Aunque un diálogo de 22 horas en la capital de Pakistán no llegó a buen puerto el fin de semana pasado, lo cual condujo a que Trump ordenara un cierre estadounidense del estrecho de Ormuz, este martes por la noche el vicepresidente y líder negociador de Washington, JD Vance, se negó a calificar esa instancia como un fracaso. En un miting en la Universidad de Georgia, la segunda autoridad de EEUU aseguró que que los negociadores iraníes han demostrado un deseo genuino de llegar a un acuerdo y que se siente “muy satisfecho con la situación actual” del proceso diplomático. La cuestión nuclear Mientras se mantiene el compás de espera -con cierto optimismo desde el mercado donde el petróleo cerró este martes bajo el umbral de los US$ 100 el barril-, han salido a la luz detalles del principal nudo en las negociaciones entre Estados Unidos e Irán.
Axios y The Wall Street Journal consignaron que Washington exigió que Irán se comprometiera con abandonar su programa nuclear, más puntualmente el enriquecimiento de uranio, a lo largo de dos décadas. Se trata de un cambio en la postura de la Casa Blanca, que hasta ahora ha señalado públicamente que el objetivo de la operación militar es que la nación persa renuncie de manera definitiva a la actividad nuclear. Sin embargo, ese cambio no resultó suficientemente atractivo para los iraníes, que en respuesta propusieron suspender por cinco años su programa, según informó el New York Times.
Adicionalmente, Teherán insistió en mantener dentro de su territorio las reservas de uranio altamente enriquecido, frente a la solicitud estadounidense de retirarlas del país. Eso sí, ofreció como alternativa reducir significativamente su nivel de enriquecimiento, como una garantía de que no se usará de manera inmediata en la fabricación de armas nucleares. La presión para llegar a un acuerdo crece a medida que se acerca el 22 de abril, fecha en la que expira la tregua de dos semanas.

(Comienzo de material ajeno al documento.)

use serde::{Deserialize, Serialize};
use std::collections::{HashMap, HashSet};
use std::fmt;

use super::Question;

/// Root document of a clinical form: ordered pages of sections of questions,
/// persisted verbatim as the clobdata blob the rendering engine consumes.
#[derive(Debug, Clone, Serialize, Deserialize, PartialEq)]
#[serde(rename_all = "camelCase")]
pub struct FormSchema {
    pub name: String,
    pub uuid: String,

    #[serde(skip_serializing_if = "Option::is_none")]
    pub version: Option<String>,

    #[serde(skip_serializing_if = "Option::is_none")]
    pub description: Option<String>,

    /// Uuid reference to the encounter type this form captures.
    pub encounter_type: String,

    /// Fixed processor identifier understood by the backend.
    pub processor: String,

    #[serde(default, skip_serializing_if = "Vec::is_empty")]
    pub referenced_forms: Vec<ReferencedForm>,

    #[serde(default)]
    pub pages: Vec<Page>,

    #[serde(skip_serializing_if = "Option::is_none")]
    pub translations: Option<HashMap<String, HashMap<String, String>>>,
}

#[derive(Debug, Clone, Serialize, Deserialize, PartialEq)]
#[serde(rename_all = "camelCase")]
pub struct Page {
    pub label: String,

    #[serde(default)]
    pub sections: Vec<Section>,
}

#[derive(Debug, Clone, Serialize, Deserialize, PartialEq)]
#[serde(rename_all = "camelCase")]
pub struct Section {
    pub label: String,

    /// Stringified boolean ("true"/"false"), kept as-is for wire fidelity.
    pub is_expanded: String,

    #[serde(default)]
    pub questions: Vec<Question>,

    /// Present when the section's questions are populated at render time
    /// from another form rather than stored here.
    #[serde(skip_serializing_if = "Option::is_none")]
    pub reference: Option<SectionReference>,
}

/// Pointer to a section of another form, included by alias instead of copy.
#[derive(Debug, Clone, Serialize, Deserialize, PartialEq)]
#[serde(rename_all = "camelCase")]
pub struct SectionReference {
    pub form: String,
    pub page: String,
    pub section: String,

    #[serde(default, skip_serializing_if = "Vec::is_empty")]
    pub exclude_questions: Vec<String>,
}

#[derive(Debug, Clone, Serialize, Deserialize, PartialEq)]
#[serde(rename_all = "camelCase")]
pub struct ReferencedForm {
    pub form_name: String,
    pub alias: String,
}

impl FormSchema {
    pub fn new(name: impl Into<String>, uuid: impl Into<String>) -> Self {
        Self {
            name: name.into(),
            uuid: uuid.into(),
            version: None,
            description: None,
            encounter_type: String::new(),
            processor: "EncounterFormProcessor".to_string(),
            referenced_forms: Vec::new(),
            pages: Vec::new(),
            translations: None,
        }
    }

    pub fn with_version(mut self, version: impl Into<String>) -> Self {
        self.version = Some(version.into());
        self
    }

    pub fn with_description(mut self, description: impl Into<String>) -> Self {
        self.description = Some(description.into());
        self
    }

    pub fn with_encounter_type(mut self, encounter_type: impl Into<String>) -> Self {
        self.encounter_type = encounter_type.into();
        self
    }

    pub fn with_page(mut self, page: Page) -> Self {
        self.pages.push(page);
        self
    }

    pub fn with_referenced_form(mut self, form: ReferencedForm) -> Self {
        self.referenced_forms.push(form);
        self
    }

    /// Iterate every question in the schema, including nested obsGroup
    /// sub-questions, in document order.
    pub fn all_questions(&self) -> impl Iterator<Item = &Question> {
        self.pages
            .iter()
            .flat_map(|p| p.sections.iter())
            .flat_map(|s| s.questions.iter())
            .flat_map(|q| q.self_and_descendants())
    }

    /// Whether any question (at any nesting depth) carries the given id.
    pub fn contains_question_id(&self, id: &str) -> bool {
        self.all_questions().any(|q| q.id == id)
    }

    /// Returns the first question id that occurs more than once, if any.
    /// The scan is linear by design; schemas are dozens of questions, not
    /// thousands, and no index is maintained.
    pub fn find_duplicate_question_id(&self) -> Option<String> {
        let mut seen = HashSet::new();
        for question in self.all_questions() {
            if !seen.insert(question.id.as_str()) {
                return Some(question.id.clone());
            }
        }
        None
    }

    pub fn validate_structure(&self) -> crate::Result<()> {
        if self.name.is_empty() {
            return Err(crate::FormSchemaError::Validation {
                message: "Form name cannot be empty".to_string(),
            });
        }

        for question in self.all_questions() {
            if question.id.is_empty() {
                return Err(crate::FormSchemaError::Validation {
                    message: format!("Question '{}' has an empty id", question.label),
                });
            }
        }

        if let Some(id) = self.find_duplicate_question_id() {
            return Err(crate::FormSchemaError::DuplicateQuestionId { id });
        }

        Ok(())
    }
}

impl Page {
    pub fn new(label: impl Into<String>) -> Self {
        Self {
            label: label.into(),
            sections: Vec::new(),
        }
    }

    pub fn with_section(mut self, section: Section) -> Self {
        self.sections.push(section);
        self
    }
}

impl Section {
    pub fn new(label: impl Into<String>) -> Self {
        Self {
            label: label.into(),
            is_expanded: "true".to_string(),
            questions: Vec::new(),
            reference: None,
        }
    }

    pub fn with_question(mut self, question: Question) -> Self {
        self.questions.push(question);
        self
    }

    pub fn with_reference(mut self, reference: SectionReference) -> Self {
        self.reference = Some(reference);
        self
    }
}

impl fmt::Display for FormSchema {
    fn fmt(&self, f: &mut fmt::Formatter<'_>) -> fmt::Result {
        write!(f, "FormSchema({})", self.name)?;
        if let Some(version) = &self.version {
            write!(f, " v{version}")?;
        }
        write!(f, " [{} pages]", self.pages.len())
    }
}
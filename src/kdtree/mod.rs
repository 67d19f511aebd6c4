//! K-D trees answering nearest-neighbor and radius queries.
//!
//! [`KdTree`] is built once over a fixed point set. [`DynamicKdTree`] accepts insertions and
//! removals. Both are queried through the [`KdTreeIndex`] trait.

#![warn(missing_docs)]

mod arena;
mod builder;
pub(crate) mod constants;
mod dynamic;
mod index;
mod io;
mod r#trait;
mod traversal;
mod tree;

pub use builder::KdTreeBuilder;
pub use constants::DEFAULT_LEAF_MAX_SIZE;
pub use dynamic::{DynamicKdTree, DynamicKdTreeRef};
pub use index::KdTree;
pub use r#trait::KdTreeIndex;
pub use traversal::NodeRef;

#[cfg(test)]
mod test;
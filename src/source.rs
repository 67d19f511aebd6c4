//! Read-only access to externally owned point storage.
//!
//! The index never copies coordinates. It only stores point indices and reads coordinates back
//! through a [`PointSource`] whenever it needs them.

use geo_traits::{CoordTrait, Dimensions};

use crate::bbox::BoundingBox;
use crate::error::{KdIndexError, Result};
use crate::r#type::IndexableNum;

/// A read-only view of a point collection.
pub trait PointSource<N: IndexableNum> {
    /// The number of points in the collection.
    fn num_points(&self) -> usize;

    /// The dimensionality of every point.
    fn dims(&self) -> usize;

    /// The coordinate of point `index` along `dim`.
    fn coord(&self, index: usize, dim: usize) -> N;

    /// A precomputed bounding box of all points, if one is cheaply available.
    ///
    /// Returning `Some` skips one pass over the data when a static tree is built.
    fn bounding_box(&self) -> Option<BoundingBox<N>> {
        None
    }
}

impl<N: IndexableNum, S: PointSource<N> + ?Sized> PointSource<N> for &S {
    #[inline]
    fn num_points(&self) -> usize {
        (**self).num_points()
    }

    #[inline]
    fn dims(&self) -> usize {
        (**self).dims()
    }

    #[inline]
    fn coord(&self, index: usize, dim: usize) -> N {
        (**self).coord(index, dim)
    }

    fn bounding_box(&self) -> Option<BoundingBox<N>> {
        (**self).bounding_box()
    }
}

impl<N: IndexableNum, const D: usize> PointSource<N> for [[N; D]] {
    #[inline]
    fn num_points(&self) -> usize {
        self.len()
    }

    #[inline]
    fn dims(&self) -> usize {
        D
    }

    #[inline]
    fn coord(&self, index: usize, dim: usize) -> N {
        self[index][dim]
    }
}

impl<N: IndexableNum, const D: usize> PointSource<N> for Vec<[N; D]> {
    #[inline]
    fn num_points(&self) -> usize {
        self.len()
    }

    #[inline]
    fn dims(&self) -> usize {
        D
    }

    #[inline]
    fn coord(&self, index: usize, dim: usize) -> N {
        self[index][dim]
    }
}

/// Vector-of-vectors storage. The dimensionality is taken from the first point.
impl<N: IndexableNum> PointSource<N> for Vec<Vec<N>> {
    #[inline]
    fn num_points(&self) -> usize {
        self.len()
    }

    #[inline]
    fn dims(&self) -> usize {
        self.first().map_or(0, Vec::len)
    }

    #[inline]
    fn coord(&self, index: usize, dim: usize) -> N {
        self[index][dim]
    }
}

/// Points stored in one interleaved buffer, `[x0, y0, x1, y1, ...]` for two dimensions.
#[derive(Debug, Clone)]
pub struct FlatPoints<'a, N: IndexableNum> {
    coords: &'a [N],
    dims: usize,
    bbox: Option<BoundingBox<N>>,
}

impl<'a, N: IndexableNum> FlatPoints<'a, N> {
    /// Wrap an interleaved coordinate buffer.
    pub fn try_new(coords: &'a [N], dims: usize) -> Result<Self> {
        if dims == 0 {
            return Err(KdIndexError::Construction(
                "Dimensionality must be at least 1.".to_string(),
            ));
        }
        if coords.len() % dims != 0 {
            return Err(KdIndexError::Construction(format!(
                "Buffer of {} values is not a multiple of {} dimensions.",
                coords.len(),
                dims
            )));
        }
        Ok(Self {
            coords,
            dims,
            bbox: None,
        })
    }

    /// Attach a precomputed bounding box covering every point in the buffer.
    pub fn with_bounding_box(mut self, bbox: BoundingBox<N>) -> Result<Self> {
        if bbox.dims() != self.dims {
            return Err(KdIndexError::Construction(format!(
                "Bounding box has {} dimensions, points have {}.",
                bbox.dims(),
                self.dims
            )));
        }
        self.bbox = Some(bbox);
        Ok(self)
    }

    /// The coordinates of one point.
    pub fn point(&self, index: usize) -> &'a [N] {
        &self.coords[index * self.dims..(index + 1) * self.dims]
    }
}

impl<N: IndexableNum> PointSource<N> for FlatPoints<'_, N> {
    #[inline]
    fn num_points(&self) -> usize {
        self.coords.len() / self.dims
    }

    #[inline]
    fn dims(&self) -> usize {
        self.dims
    }

    #[inline]
    fn coord(&self, index: usize, dim: usize) -> N {
        self.coords[index * self.dims + dim]
    }

    fn bounding_box(&self) -> Option<BoundingBox<N>> {
        self.bbox.clone()
    }
}

/// Points given as any slice of [`CoordTrait`] values.
#[derive(Debug, Clone, Copy)]
pub struct CoordSource<'a, C> {
    coords: &'a [C],
}

impl<'a, C> CoordSource<'a, C> {
    /// Wrap a slice of coordinates.
    pub fn new(coords: &'a [C]) -> Self {
        Self { coords }
    }
}

pub(crate) fn dimensions_size(dim: Dimensions) -> usize {
    match dim {
        Dimensions::Xy => 2,
        Dimensions::Xyz | Dimensions::Xym => 3,
        Dimensions::Xyzm => 4,
        Dimensions::Unknown(n) => n,
    }
}

impl<N: IndexableNum, C: CoordTrait<T = N>> PointSource<N> for CoordSource<'_, C> {
    #[inline]
    fn num_points(&self) -> usize {
        self.coords.len()
    }

    fn dims(&self) -> usize {
        self.coords
            .first()
            .map_or(0, |coord| dimensions_size(coord.dim()))
    }

    #[inline]
    fn coord(&self, index: usize, dim: usize) -> N {
        self.coords[index].nth_or_panic(dim)
    }
}
//! Manual traversal of a built tree.

use geo_traits::{Dimensions, RectTrait};

use crate::bbox::{dimensions, BoundingBox, Corner};
use crate::kdtree::arena::{Node, NodeId};
use crate::kdtree::tree::TreeCore;
use crate::r#type::IndexableNum;

/// A node in a built tree, together with the region of space it covers.
///
/// The region of the root is the bounding box of all points. A child's region is its parent's,
/// cut at the split value, so it contains every point below the child but need not be tight.
#[derive(Debug, Clone)]
pub struct NodeRef<'a, N: IndexableNum> {
    tree: &'a TreeCore<N>,
    id: NodeId,
    bbox: BoundingBox<N>,
}

impl<'a, N: IndexableNum> NodeRef<'a, N> {
    pub(crate) fn root(tree: &'a TreeCore<N>) -> Self {
        Self {
            tree,
            id: tree.root,
            bbox: tree.bbox.clone(),
        }
    }

    /// Returns `true` if this is a leaf node without children.
    #[inline]
    pub fn is_leaf(&self) -> bool {
        matches!(self.tree.node(self.id), Node::Leaf { .. })
    }

    /// Returns `true` if this is an internal node with two children.
    #[inline]
    pub fn is_parent(&self) -> bool {
        !self.is_leaf()
    }

    /// The indices of the points stored in this leaf, or `None` for an internal node.
    pub fn point_indices(&self) -> Option<&'a [u32]> {
        match *self.tree.node(self.id) {
            Node::Leaf { first, last } => Some(self.tree.leaf_indices(first, last)),
            Node::Internal { .. } => None,
        }
    }

    /// The split dimension and value of an internal node.
    pub fn split(&self) -> Option<(usize, N)> {
        match *self.tree.node(self.id) {
            Node::Internal { dim, split, .. } => Some((dim as usize, split)),
            Node::Leaf { .. } => None,
        }
    }

    /// The region covered by this node.
    pub fn bounding_box(&self) -> &BoundingBox<N> {
        &self.bbox
    }

    /// The child holding points below the split value.
    pub fn left_child(&self) -> Option<NodeRef<'a, N>> {
        match *self.tree.node(self.id) {
            Node::Internal {
                dim, split, left, ..
            } => {
                let mut bbox = self.bbox.clone();
                bbox.high_mut()[dim as usize] = split;
                Some(Self {
                    tree: self.tree,
                    id: left,
                    bbox,
                })
            }
            Node::Leaf { .. } => None,
        }
    }

    /// The child holding points at or above the split value.
    pub fn right_child(&self) -> Option<NodeRef<'a, N>> {
        match *self.tree.node(self.id) {
            Node::Internal {
                dim, split, right, ..
            } => {
                let mut bbox = self.bbox.clone();
                bbox.low_mut()[dim as usize] = split;
                Some(Self {
                    tree: self.tree,
                    id: right,
                    bbox,
                })
            }
            Node::Leaf { .. } => None,
        }
    }
}

impl<N: IndexableNum> RectTrait for NodeRef<'_, N> {
    type T = N;
    type CoordType<'b>
        = Corner<'b, N>
    where
        Self: 'b;

    fn dim(&self) -> Dimensions {
        dimensions(self.bbox.dims())
    }

    fn min(&self) -> Self::CoordType<'_> {
        self.bbox.min()
    }

    fn max(&self) -> Self::CoordType<'_> {
        self.bbox.max()
    }
}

Ninguna de las partes se ha referido, hasta el momento, a una extensión de ese alto al fuego. En paralelo, este martes se realizó en Washington un contacto directo de alto nivel entre Israel y Líbano, el primero en décadas. Ambas partes acordaron mantener el diálogo para reducir tensiones, en un proceso que incluye el eventual desarme de Hezbolá, grupo que rechazó las conversaciones y se mantiene al margen.